RENCONTRE AVEC ANNE-SOPHIE BAILLY– « La maternité et la transmission sont des thèmes qui m’inspirent beaucoup »

© Les Films du Losange

Dans son premier long-métrage Mon inséparable, Anne-Sophie Bailly dépeint la relation fusionnelle d’une mère et de son fils en situation de handicap mental jusqu’à leur émancipation. Un récit parfois tendre, parfois acerbe, mais toujours juste, dont la réalisatrice raconte la genèse. Entretien.

Comment avez-vous eu l’idée de ce film ?

Quand j’étais adolescente, j’ai travaillé avec ma mère, infirmière dans une maison de retraite. Là-bas, il y avait deux femmes, une mère qui avait plus de quatre-vingts ans et sa fille, Yolande, d’une soixantaine d’années. Les deux avaient toujours vécu collées, car Yolande avait ce qu’on pourrait appeler « un petit retard ». Leur relation m’a fascinée. Elle était tendre, fusionnelle et en même temps conflictuelle. J’y retrouvais beaucoup de ce que représente, pour moi, le rapport filial.

D’un côté, il y avait la rage d’indépendance de Yolande, qui était d’ailleurs en couple avec un homme vivant non loin de la maison de retraite. Elle se demandait si elle avait le droit de le voir, avec ou sans surveillance. De l’autre côté, il y avait cette mère et je me demandais ce qu’avait été sa vie, ce que cela faisait de ne jamais avoir été détachée de son enfant.

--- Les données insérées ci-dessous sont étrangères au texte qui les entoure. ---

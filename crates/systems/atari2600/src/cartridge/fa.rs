//! CBS RAM+ (FA): 12K ROM as three 4K banks (hotspots 0x1FF8-0x1FFA) plus
//! 256 bytes of onboard RAM (write 0x1000-0x10FF, read 0x1100-0x11FF).

use super::{CartridgeError, Mapper, RamBus};
use serde::{Deserialize, Serialize};
use serde_json::json;

#[derive(Debug, Clone, Serialize, Deserialize)]
pub struct Fa {
    rom: Vec<u8>,
    bank: usize,
    ram: [u8; 256],
}

impl Fa {
    pub fn new(rom: Vec<u8>) -> Result<Self, CartridgeError> {
        if rom.len() != 12288 {
            return Err(CartridgeError::SchemeSizeMismatch(rom.len()));
        }
        Ok(Self { rom, bank: 0, ram: [0; 256] })
    }

    fn check_hotspot(&mut self, offset: u16) {
        if let 0x0FF8..=0x0FFA = offset & 0x0FFF {
            self.bank = (offset as usize & 0x0FFF) - 0x0FF8;
        }
    }
}

impl Mapper for Fa {
    fn access(&mut self, offset: u16) -> u8 {
        self.check_hotspot(offset);
        let o = offset & 0x0FFF;
        if (0x100..=0x1FF).contains(&o) {
            return self.ram[(o - 0x100) as usize];
        }
        let base = self.bank * 4096;
        self.rom[base + o as usize]
    }

    fn access_volatile(&mut self, offset: u16, val: u8) {
        self.check_hotspot(offset);
        let o = offset & 0x0FFF;
        if (0x000..=0x0FF).contains(&o) {
            self.ram[o as usize] = val;
        }
    }

    fn ram_bus(&mut self) -> Option<&mut dyn RamBus> {
        Some(self)
    }

    fn snapshot(&self) -> serde_json::Value {
        json!({ "kind": "fa", "rom": self.rom, "bank": self.bank, "ram": self.ram })
    }

    fn restore(&mut self, value: &serde_json::Value) -> Result<(), CartridgeError> {
        if let Some(bank) = value.get("bank").and_then(|v| v.as_u64()) {
            self.bank = bank as usize;
        }
        Ok(())
    }
}

impl RamBus for Fa {
    fn ram(&self) -> &[u8] {
        &self.ram
    }
    fn ram_mut(&mut self) -> &mut [u8] {
        &mut self.ram
    }
}

#[cfg(test)]
mod tests {
    use super::*;

    #[test]
    fn ram_write_read_split_windows() {
        let mut cart = Fa::new(vec![0u8; 12288]).unwrap();
        cart.access_volatile(0x0010, 0x5A);
        assert_eq!(cart.access(0x0110), 0x5A);
    }
}
use serde::{Deserialize, Serialize};
use ts_rs::TS;

/// Shown in place of a missing German or Czech form.
pub const MISSING_TEXT: &str = "???";

#[derive(Debug, Clone, Copy, PartialEq, Eq, Serialize, Deserialize, TS)]
#[ts(export)]
pub enum Language {
    German,
    Czech,
}

impl Language {
    pub fn other(self) -> Self {
        match self {
            Language::German => Language::Czech,
            Language::Czech => Language::German,
        }
    }
}

/// Position of an entry inside the pool snapshot it was loaded into.
/// Two entries with identical text still have different ids.
#[derive(Debug, Clone, Copy, PartialEq, Eq, Hash, PartialOrd, Ord, Serialize, Deserialize, TS)]
#[ts(export)]
pub struct WordId(pub usize);

impl std::fmt::Display for WordId {
    fn fmt(&self, f: &mut std::fmt::Formatter<'_>) -> std::fmt::Result {
        write!(f, "#{}", self.0)
    }
}

#[derive(Debug, Clone, Default, PartialEq, Eq, Serialize, Deserialize, TS)]
#[ts(export)]
pub struct WordEntry {
    #[serde(default)]
    pub german: String,
    #[serde(default)]
    pub czech: String,
    #[serde(default, skip_serializing_if = "Option::is_none")]
    #[ts(optional)]
    pub example: Option<String>,
    #[serde(default, skip_serializing_if = "Option::is_none")]
    #[ts(optional)]
    pub plural: Option<String>,
}

impl WordEntry {
    pub fn new(german: impl Into<String>, czech: impl Into<String>) -> Self {
        Self {
            german: german.into(),
            czech: czech.into(),
            example: None,
            plural: None,
        }
    }

    pub fn with_example(mut self, example: impl Into<String>) -> Self {
        self.example = Some(example.into());
        self
    }

    pub fn with_plural(mut self, plural: impl Into<String>) -> Self {
        self.plural = Some(plural.into());
        self
    }

    /// Display text for one side of the entry, falling back to `???` when the
    /// source data left it empty.
    pub fn text(&self, language: Language) -> &str {
        let raw = match language {
            Language::German => &self.german,
            Language::Czech => &self.czech,
        };
        if raw.trim().is_empty() {
            MISSING_TEXT
        } else {
            raw
        }
    }

    pub fn example_text(&self) -> &str {
        self.example.as_deref().unwrap_or("")
    }

    pub fn plural_label(&self) -> Option<String> {
        self.plural
            .as_deref()
            .filter(|plural| !plural.trim().is_empty())
            .map(|plural| format!("(Pl. {})", plural))
    }
}

#[derive(Debug, Clone, Default, PartialEq, Serialize, Deserialize, TS)]
#[ts(export)]
pub struct Page {
    #[serde(default)]
    #[ts(optional)]
    pub number: Option<u32>,
    #[serde(default)]
    pub words: Vec<WordEntry>,
}

#[derive(Debug, Clone, Default, PartialEq, Serialize, Deserialize, TS)]
#[ts(export)]
pub struct Lesson {
    #[serde(default)]
    #[ts(optional)]
    pub number: Option<u32>,
    #[serde(default)]
    pub pages: Vec<Page>,
}

impl Lesson {
    /// Lessons without a number sort first.
    pub fn sort_key(&self) -> u32 {
        self.number.unwrap_or(0)
    }
}

/// One database file. `lessons` is required; a file without it is not a
/// lesson database.
#[derive(Debug, Clone, Default, PartialEq, Serialize, Deserialize, TS)]
#[ts(export)]
pub struct LessonDatabase {
    pub lessons: Vec<Lesson>,
}

#[cfg(test)]
mod tests {
    use super::*;

    #[test]
    fn test_missing_fields_use_defaults() {
        let entry: WordEntry = serde_json::from_str(r#"{"german": "Haus"}"#).unwrap();
        assert_eq!(entry.text(Language::German), "Haus");
        assert_eq!(entry.text(Language::Czech), MISSING_TEXT);
        assert_eq!(entry.example_text(), "");
        assert!(entry.plural_label().is_none());
    }

    #[test]
    fn test_plural_label() {
        let entry = WordEntry::new("Haus", "dům").with_plural("Häuser");
        assert_eq!(entry.plural_label().as_deref(), Some("(Pl. Häuser)"));
    }

    #[test]
    fn test_database_requires_lessons() {
        let parsed = serde_json::from_str::<LessonDatabase>(r#"{"pages": []}"#);
        assert!(parsed.is_err());

        let parsed: LessonDatabase = serde_json::from_str(
            r#"{"lessons": [{"number": 2, "pages": [{"number": 1, "words": [{"german": "Hund", "czech": "pes"}]}]}]}"#,
        )
        .unwrap();
        assert_eq!(parsed.lessons[0].sort_key(), 2);
        assert_eq!(parsed.lessons[0].pages[0].words[0].czech, "pes");
    }

    #[test]
    fn test_language_other() {
        assert_eq!(Language::German.other(), Language::Czech);
        assert_eq!(Language::Czech.other(), Language::German);
    }
}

Dans deux de vos précédents courts-métrages, le documentaire En travail et la fiction historique La Ventrière, il était question de la maternité et de l’enfantement, deux thèmes que l’on retrouve dans Mon inséparable

La maternité, le lien filial, la transmission, ce sont des thèmes qui m’inspirent beaucoup et avec lesquels j’essaie d’avoir un rapport « pas poli ». Il y a de la beauté mais aussi de la rugosité dans ces relations-là. J’essaie de les dépeindre avec précision, d’avoir un regard à la fois franc et tendre, d’aller chercher les contradictions qui peuvent naître dans ces rapports.

Comment construire ces personnages – la mère, Mona, et le fils, Joël, en situation de handicap mental – pour aller au-delà des clichés ?

Pour rendre ces personnages attachants et dignes, je voulais qu’ils soient injustes l’un envers l’autre. J’avais besoin qu’ils se regardent en prenant en compte leurs défauts, avec toute l’aridité que cela peut impliquer.

Je ne voulais pas faire de Mona une mère courage. Elle est tout le contraire, c’est une mère courage qui cesse de l’être. De l’autre côté, je ne voulais pas d’un fils qui ne soit que bonté. Joël s’affirme, prend son indépendance. Pendant l’écriture du film, j’ai passé beaucoup de temps en ESAT [Établissement et service d'accompagnement par le travail, ndlr] et j’ai été très touchée par le fait que les jeunes gens que je rencontrais étaient très assurés et qu’ils affirmaient leurs désirs. Ce devait être assez décontenançant pour leurs parents, pour leur entourage, j’imagine.

© Les Films du Losange

Au cours du film, les deux personnages se détachent pour exister. Cette émancipation passe notamment par la sexualité, que ce soit dans le cas de Joël, qui se met en couple avec une amie de l’ESAT, ou de Mona qui entame une relation avec un homme rencontré dans un bar…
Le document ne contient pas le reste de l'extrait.